§ **The task**
The reply to the records below should contain exactly the lines from the line with "#[error(transparent)]" through the line with "auto-engagement en route).", and nothing besides.

Stored items
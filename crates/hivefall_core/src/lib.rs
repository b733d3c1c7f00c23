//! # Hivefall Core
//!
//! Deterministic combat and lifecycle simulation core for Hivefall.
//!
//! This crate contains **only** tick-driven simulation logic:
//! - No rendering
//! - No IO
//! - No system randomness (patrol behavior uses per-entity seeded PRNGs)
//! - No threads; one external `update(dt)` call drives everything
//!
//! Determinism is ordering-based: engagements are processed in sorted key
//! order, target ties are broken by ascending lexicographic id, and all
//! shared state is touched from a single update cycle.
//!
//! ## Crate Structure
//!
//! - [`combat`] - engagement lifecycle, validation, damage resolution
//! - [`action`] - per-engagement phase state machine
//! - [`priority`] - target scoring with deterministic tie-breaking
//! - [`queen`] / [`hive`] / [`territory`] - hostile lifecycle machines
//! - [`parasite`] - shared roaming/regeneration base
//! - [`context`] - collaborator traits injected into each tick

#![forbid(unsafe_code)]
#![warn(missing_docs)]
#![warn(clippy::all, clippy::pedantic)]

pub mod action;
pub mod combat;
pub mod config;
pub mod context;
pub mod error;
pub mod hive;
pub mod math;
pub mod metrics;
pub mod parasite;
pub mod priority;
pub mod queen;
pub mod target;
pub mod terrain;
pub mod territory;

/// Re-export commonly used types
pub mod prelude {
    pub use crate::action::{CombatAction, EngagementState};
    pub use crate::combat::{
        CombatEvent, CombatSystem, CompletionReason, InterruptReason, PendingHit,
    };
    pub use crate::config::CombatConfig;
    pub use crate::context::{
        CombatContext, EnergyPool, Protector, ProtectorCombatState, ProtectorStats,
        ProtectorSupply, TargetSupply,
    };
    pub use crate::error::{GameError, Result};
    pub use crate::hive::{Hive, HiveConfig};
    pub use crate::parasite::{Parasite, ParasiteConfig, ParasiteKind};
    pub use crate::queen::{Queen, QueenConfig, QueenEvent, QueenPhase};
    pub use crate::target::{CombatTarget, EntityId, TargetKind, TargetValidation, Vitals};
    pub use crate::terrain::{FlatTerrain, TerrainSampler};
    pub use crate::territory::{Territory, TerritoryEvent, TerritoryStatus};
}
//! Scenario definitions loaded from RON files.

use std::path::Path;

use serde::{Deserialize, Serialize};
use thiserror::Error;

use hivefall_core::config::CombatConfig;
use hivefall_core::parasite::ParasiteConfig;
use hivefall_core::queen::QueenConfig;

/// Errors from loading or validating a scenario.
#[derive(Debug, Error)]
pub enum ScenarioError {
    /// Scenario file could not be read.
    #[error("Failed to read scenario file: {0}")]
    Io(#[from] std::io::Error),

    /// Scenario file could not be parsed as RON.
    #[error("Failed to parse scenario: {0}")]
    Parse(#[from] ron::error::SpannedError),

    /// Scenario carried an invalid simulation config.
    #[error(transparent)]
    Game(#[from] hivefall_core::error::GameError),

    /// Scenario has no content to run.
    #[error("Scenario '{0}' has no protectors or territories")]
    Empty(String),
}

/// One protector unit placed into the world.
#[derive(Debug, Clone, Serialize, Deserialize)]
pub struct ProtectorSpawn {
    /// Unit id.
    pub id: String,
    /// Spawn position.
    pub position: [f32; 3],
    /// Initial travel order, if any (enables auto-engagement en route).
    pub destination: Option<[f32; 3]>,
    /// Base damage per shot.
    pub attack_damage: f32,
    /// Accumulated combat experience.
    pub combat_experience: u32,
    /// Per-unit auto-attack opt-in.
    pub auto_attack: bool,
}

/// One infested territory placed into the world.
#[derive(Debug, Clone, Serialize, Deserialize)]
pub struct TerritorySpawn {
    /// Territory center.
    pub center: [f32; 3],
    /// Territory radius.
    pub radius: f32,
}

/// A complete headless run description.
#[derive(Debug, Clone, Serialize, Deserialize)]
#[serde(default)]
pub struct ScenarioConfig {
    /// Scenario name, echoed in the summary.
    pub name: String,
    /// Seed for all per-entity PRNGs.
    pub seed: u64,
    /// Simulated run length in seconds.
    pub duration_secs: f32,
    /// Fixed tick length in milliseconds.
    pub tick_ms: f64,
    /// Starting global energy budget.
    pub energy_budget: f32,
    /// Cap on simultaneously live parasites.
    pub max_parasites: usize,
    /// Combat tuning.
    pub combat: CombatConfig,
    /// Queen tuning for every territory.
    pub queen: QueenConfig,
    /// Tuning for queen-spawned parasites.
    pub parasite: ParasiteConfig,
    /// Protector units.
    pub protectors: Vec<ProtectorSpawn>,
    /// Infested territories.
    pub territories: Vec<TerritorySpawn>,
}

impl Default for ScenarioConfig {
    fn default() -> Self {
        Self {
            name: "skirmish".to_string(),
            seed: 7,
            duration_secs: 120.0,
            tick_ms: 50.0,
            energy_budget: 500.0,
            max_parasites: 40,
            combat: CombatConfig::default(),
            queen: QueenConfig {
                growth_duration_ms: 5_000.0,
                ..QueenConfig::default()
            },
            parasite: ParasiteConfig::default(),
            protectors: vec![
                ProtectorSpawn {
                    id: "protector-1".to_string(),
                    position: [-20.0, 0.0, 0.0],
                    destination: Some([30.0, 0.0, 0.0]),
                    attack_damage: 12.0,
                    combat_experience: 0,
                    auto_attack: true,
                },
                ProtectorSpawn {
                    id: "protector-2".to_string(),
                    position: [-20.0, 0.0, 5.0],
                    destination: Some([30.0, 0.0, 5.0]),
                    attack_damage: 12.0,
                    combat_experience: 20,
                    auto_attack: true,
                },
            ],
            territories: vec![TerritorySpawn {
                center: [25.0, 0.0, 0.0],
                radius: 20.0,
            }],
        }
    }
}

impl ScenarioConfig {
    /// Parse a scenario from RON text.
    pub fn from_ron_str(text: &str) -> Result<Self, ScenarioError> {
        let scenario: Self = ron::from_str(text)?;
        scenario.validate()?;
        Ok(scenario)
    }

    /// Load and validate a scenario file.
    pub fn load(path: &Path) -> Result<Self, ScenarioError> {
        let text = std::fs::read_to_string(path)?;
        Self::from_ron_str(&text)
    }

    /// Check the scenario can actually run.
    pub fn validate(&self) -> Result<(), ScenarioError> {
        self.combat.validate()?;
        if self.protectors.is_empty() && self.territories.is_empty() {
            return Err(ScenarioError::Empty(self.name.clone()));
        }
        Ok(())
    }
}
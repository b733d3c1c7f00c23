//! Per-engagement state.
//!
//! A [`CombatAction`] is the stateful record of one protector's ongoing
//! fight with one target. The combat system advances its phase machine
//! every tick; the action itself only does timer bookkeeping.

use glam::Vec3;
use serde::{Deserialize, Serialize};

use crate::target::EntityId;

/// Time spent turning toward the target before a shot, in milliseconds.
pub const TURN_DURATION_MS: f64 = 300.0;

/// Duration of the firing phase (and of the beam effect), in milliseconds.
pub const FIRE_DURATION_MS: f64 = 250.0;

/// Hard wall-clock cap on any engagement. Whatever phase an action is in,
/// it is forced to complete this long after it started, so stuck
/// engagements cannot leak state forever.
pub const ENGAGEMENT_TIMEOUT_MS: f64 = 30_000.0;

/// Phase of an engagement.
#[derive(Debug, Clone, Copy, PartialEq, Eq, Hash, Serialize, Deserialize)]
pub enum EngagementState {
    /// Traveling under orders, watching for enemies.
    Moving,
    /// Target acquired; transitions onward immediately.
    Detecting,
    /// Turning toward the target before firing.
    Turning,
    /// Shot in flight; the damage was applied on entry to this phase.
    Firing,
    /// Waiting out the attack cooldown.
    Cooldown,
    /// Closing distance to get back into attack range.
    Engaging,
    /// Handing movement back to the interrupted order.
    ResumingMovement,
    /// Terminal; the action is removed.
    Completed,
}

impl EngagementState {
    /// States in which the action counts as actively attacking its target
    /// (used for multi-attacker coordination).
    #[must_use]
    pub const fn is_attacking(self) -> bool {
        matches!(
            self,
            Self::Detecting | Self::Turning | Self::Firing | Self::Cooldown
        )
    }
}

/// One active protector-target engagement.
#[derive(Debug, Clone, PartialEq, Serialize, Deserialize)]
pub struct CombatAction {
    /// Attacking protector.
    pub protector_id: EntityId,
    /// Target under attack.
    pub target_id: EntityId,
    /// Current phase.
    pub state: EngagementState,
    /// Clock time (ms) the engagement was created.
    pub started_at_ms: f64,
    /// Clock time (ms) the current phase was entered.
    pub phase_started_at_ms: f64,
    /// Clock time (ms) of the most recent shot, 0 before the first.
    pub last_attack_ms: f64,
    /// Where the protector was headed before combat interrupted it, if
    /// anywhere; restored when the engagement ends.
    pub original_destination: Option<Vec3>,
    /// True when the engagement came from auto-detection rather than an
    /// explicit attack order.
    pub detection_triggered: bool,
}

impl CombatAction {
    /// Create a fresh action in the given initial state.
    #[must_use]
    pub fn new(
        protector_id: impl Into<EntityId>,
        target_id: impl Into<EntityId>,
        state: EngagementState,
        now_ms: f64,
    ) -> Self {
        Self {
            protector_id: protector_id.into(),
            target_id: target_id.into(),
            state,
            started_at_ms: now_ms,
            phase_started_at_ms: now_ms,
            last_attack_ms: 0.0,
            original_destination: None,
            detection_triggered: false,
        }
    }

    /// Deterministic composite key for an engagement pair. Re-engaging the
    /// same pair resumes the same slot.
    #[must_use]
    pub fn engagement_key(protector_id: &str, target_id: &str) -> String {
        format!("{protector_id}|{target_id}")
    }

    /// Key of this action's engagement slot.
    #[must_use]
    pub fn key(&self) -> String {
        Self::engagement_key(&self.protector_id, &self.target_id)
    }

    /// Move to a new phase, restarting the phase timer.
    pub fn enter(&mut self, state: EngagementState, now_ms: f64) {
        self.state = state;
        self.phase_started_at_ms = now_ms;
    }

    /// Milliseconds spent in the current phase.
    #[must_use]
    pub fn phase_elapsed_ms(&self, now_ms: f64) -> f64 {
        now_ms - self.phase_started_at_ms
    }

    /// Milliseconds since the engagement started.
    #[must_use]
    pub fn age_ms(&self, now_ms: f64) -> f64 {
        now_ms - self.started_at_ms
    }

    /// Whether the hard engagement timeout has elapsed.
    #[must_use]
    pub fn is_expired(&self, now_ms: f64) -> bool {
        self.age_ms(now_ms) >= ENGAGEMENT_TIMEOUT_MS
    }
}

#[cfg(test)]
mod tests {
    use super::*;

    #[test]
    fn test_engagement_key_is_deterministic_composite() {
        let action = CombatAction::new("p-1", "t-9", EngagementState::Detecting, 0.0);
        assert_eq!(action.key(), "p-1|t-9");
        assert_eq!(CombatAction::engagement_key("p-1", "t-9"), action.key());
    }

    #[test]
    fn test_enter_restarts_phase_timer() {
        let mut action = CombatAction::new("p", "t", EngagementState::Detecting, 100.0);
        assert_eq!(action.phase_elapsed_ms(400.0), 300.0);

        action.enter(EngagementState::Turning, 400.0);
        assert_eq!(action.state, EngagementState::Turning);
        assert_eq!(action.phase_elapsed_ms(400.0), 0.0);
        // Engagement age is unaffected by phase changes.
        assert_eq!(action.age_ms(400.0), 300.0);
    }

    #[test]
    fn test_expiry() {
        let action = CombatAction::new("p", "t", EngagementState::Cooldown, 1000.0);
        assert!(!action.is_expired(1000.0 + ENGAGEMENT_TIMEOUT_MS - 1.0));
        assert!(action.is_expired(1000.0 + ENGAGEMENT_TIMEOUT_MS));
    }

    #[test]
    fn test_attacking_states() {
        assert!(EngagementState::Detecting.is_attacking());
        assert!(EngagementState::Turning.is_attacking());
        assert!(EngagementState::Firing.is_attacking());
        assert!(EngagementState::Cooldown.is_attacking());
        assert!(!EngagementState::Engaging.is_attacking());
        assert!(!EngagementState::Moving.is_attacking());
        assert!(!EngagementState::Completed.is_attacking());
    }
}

§ **Answer for this exercise**
    #[error(transparent)]
    Game(#[from] hivefall_core::error::GameError),

    /// Scenario has no content to run.
    #[error("Scenario '{0}' has no protectors or territories")]
    Empty(String),
}

/// One protector unit placed into the world.
#[derive(Debug, Clone, Serialize, Deserialize)]
pub struct ProtectorSpawn {
    /// Unit id.
    pub id: String,
    /// Spawn position.
    pub position: [f32; 3],
    /// Initial travel order, if any (enables auto-engagement en route).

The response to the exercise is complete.